* **DATA EXTRACTS**:
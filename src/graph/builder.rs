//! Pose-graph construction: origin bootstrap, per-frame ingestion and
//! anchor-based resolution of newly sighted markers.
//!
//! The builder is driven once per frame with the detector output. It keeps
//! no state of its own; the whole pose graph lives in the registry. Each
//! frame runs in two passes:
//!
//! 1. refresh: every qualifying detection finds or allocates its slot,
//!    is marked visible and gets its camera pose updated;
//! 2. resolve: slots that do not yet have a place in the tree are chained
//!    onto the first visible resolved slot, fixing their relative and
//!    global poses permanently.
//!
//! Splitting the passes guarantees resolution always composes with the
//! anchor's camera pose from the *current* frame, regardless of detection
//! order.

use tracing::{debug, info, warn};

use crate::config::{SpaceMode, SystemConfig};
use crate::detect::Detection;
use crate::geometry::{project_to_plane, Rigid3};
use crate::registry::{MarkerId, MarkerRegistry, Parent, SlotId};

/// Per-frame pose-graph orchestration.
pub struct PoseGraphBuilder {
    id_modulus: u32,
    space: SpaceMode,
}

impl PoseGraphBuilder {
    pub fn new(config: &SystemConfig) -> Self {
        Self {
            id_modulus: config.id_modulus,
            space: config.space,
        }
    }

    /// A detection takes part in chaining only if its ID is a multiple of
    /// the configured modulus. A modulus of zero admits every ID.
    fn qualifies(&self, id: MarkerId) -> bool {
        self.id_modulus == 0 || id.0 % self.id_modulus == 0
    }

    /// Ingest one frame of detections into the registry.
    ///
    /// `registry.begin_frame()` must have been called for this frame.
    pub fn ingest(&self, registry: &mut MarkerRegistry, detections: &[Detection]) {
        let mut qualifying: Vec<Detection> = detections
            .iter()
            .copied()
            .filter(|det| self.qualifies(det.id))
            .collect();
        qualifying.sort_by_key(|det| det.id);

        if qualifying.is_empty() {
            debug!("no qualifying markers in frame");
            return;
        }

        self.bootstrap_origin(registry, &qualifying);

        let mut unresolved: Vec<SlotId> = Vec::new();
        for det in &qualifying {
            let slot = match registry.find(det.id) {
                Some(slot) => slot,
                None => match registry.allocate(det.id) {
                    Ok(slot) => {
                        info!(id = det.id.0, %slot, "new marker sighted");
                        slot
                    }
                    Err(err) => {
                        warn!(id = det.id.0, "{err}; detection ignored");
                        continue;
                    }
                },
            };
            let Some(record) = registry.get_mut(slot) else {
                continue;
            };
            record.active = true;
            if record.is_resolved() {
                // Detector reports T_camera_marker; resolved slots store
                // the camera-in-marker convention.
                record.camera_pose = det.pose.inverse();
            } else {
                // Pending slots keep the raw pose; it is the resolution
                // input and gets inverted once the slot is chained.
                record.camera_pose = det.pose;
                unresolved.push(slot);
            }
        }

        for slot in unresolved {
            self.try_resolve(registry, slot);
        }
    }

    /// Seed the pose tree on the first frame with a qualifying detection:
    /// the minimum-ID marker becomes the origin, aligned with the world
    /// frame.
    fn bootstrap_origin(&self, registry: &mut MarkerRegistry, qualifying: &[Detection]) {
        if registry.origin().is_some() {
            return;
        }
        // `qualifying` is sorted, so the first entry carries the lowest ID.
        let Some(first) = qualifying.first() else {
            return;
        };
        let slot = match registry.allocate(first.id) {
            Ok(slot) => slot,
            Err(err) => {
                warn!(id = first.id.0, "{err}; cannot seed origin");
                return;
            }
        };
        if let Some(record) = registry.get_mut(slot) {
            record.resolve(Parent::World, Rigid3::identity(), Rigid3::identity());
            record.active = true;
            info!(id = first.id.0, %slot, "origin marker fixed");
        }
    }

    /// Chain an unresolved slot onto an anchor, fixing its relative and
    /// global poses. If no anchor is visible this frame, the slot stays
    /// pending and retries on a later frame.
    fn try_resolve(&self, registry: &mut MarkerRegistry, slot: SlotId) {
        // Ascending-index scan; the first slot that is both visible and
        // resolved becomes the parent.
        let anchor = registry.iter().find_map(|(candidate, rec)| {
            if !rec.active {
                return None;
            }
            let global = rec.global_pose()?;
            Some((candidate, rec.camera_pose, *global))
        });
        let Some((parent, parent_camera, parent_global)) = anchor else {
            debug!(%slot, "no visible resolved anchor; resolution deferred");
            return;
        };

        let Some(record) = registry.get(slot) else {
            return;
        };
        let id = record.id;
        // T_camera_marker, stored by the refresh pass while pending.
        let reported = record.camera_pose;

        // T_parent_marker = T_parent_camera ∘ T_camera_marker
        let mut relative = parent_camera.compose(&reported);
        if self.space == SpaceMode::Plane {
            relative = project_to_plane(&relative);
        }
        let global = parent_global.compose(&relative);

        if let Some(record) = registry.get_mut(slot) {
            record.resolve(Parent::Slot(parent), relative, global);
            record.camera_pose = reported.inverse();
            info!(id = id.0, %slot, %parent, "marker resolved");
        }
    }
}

---

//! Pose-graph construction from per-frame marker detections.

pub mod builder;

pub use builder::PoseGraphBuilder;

==

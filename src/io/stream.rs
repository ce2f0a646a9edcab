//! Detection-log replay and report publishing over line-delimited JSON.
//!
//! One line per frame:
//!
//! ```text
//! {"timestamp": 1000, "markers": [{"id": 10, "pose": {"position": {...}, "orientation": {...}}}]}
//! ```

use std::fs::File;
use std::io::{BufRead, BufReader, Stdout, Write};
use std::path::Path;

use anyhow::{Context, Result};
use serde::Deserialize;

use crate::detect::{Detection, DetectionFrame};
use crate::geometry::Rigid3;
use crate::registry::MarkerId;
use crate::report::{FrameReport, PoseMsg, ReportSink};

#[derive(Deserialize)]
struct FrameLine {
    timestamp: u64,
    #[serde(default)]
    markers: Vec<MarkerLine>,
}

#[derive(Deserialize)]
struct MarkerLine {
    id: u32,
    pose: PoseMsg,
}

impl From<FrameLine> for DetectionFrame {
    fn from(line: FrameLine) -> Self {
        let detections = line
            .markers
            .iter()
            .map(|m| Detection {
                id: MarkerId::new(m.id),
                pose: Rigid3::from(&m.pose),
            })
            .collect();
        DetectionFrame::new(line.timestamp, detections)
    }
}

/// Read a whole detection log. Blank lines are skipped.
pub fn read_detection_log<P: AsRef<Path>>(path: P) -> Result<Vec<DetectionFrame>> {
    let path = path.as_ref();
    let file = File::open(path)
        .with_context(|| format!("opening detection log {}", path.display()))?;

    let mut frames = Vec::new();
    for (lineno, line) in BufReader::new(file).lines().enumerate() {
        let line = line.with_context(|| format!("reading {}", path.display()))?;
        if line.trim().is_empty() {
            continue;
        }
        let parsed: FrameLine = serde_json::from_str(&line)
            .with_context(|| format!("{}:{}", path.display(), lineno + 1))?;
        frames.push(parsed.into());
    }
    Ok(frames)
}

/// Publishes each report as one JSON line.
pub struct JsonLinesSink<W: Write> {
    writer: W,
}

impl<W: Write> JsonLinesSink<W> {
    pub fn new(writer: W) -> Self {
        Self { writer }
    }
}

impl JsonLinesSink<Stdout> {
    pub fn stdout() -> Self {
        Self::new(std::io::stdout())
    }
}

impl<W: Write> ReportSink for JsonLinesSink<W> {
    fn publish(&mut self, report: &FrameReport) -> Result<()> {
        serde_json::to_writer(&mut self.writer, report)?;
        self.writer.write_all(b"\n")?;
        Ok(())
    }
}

* **PROMPT**:
The required answer is the run of lines above, starting at the line with "the slot stays" and ending at the line with "let reported = record.camera_pose;", reproduced exactly with both ends.

* **EXPECTED OUTPUT**:
    /// global poses. If no anchor is visible this frame, the slot stays
    /// pending and retries on a later frame.
    fn try_resolve(&self, registry: &mut MarkerRegistry, slot: SlotId) {
        // Ascending-index scan; the first slot that is both visible and
        // resolved becomes the parent.
        let anchor = registry.iter().find_map(|(candidate, rec)| {
            if !rec.active {
                return None;
            }
            let global = rec.global_pose()?;
            Some((candidate, rec.camera_pose, *global))
        });
        let Some((parent, parent_camera, parent_global)) = anchor else {
            debug!(%slot, "no visible resolved anchor; resolution deferred");
            return;
        };

        let Some(record) = registry.get(slot) else {
            return;
        };
        let id = record.id;
        // T_camera_marker, stored by the refresh pass while pending.
        let reported = record.camera_pose;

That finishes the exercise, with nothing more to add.